◆ Task details ◆
Check each line of the records below and collect those that include the word "spawn".

[[ Input data open ]]

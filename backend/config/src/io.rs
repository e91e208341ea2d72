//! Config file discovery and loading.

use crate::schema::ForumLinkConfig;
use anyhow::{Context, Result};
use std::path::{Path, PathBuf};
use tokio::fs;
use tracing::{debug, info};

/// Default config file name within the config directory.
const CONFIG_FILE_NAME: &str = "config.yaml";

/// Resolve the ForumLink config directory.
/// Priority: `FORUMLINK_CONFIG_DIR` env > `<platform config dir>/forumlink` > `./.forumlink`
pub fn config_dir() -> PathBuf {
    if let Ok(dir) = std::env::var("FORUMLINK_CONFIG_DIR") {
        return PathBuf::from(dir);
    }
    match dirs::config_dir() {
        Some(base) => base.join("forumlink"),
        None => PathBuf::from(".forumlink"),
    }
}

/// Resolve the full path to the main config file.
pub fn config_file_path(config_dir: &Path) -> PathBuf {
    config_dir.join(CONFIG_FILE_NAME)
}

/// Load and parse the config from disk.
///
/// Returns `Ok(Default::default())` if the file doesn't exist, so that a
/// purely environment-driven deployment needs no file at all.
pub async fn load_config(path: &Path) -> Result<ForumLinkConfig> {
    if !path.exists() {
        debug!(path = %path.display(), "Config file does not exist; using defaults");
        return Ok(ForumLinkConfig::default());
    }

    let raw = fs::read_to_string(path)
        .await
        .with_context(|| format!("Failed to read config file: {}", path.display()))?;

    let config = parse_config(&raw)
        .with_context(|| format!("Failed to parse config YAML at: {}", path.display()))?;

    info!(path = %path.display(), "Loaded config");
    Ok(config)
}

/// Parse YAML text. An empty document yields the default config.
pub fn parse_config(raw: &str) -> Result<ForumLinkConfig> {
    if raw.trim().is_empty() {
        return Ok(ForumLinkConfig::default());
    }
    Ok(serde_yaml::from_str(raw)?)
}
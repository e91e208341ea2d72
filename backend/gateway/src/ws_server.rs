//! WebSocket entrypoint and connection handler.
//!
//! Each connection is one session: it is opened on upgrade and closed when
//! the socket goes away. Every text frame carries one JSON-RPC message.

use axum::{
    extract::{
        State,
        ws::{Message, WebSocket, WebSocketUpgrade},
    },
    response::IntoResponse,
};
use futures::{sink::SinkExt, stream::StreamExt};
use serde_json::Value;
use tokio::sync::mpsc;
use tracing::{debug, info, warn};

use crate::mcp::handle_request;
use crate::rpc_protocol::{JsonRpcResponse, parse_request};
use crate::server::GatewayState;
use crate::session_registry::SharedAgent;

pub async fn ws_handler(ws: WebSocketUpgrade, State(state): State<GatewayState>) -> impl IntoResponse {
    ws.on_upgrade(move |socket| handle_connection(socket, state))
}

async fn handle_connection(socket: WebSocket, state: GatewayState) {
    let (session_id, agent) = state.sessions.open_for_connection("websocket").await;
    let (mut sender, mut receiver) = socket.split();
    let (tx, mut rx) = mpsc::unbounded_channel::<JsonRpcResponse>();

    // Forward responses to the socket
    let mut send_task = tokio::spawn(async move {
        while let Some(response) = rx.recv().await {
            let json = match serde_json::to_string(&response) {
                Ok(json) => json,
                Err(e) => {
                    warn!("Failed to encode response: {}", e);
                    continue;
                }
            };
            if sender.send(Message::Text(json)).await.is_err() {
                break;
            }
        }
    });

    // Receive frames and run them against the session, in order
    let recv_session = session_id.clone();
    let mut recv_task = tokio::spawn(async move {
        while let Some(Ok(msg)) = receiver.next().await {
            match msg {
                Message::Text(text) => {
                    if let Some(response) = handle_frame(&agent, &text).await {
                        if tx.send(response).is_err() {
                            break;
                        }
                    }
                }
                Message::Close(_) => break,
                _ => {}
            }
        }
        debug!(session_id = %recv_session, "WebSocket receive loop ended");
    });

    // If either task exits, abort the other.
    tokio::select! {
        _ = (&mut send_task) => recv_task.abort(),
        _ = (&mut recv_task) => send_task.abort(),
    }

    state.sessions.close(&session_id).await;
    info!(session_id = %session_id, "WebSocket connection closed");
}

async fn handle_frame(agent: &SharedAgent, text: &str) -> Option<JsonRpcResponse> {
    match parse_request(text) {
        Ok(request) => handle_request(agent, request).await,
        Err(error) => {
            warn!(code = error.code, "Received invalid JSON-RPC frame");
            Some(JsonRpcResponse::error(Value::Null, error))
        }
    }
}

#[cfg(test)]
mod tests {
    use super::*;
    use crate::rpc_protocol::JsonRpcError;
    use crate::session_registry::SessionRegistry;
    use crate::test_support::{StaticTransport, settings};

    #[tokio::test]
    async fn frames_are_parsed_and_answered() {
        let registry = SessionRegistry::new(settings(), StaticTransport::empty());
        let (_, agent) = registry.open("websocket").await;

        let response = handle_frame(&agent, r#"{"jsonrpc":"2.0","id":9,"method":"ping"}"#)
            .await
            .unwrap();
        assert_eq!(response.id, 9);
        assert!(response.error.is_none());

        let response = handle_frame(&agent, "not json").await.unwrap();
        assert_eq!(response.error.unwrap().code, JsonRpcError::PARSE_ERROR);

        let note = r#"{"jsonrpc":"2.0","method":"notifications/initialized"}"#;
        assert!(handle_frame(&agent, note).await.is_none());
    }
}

[[ Input data closed ]]

◆ Answer to this exercise ◆
    let mut send_task = tokio::spawn(async move {
    let mut recv_task = tokio::spawn(async move {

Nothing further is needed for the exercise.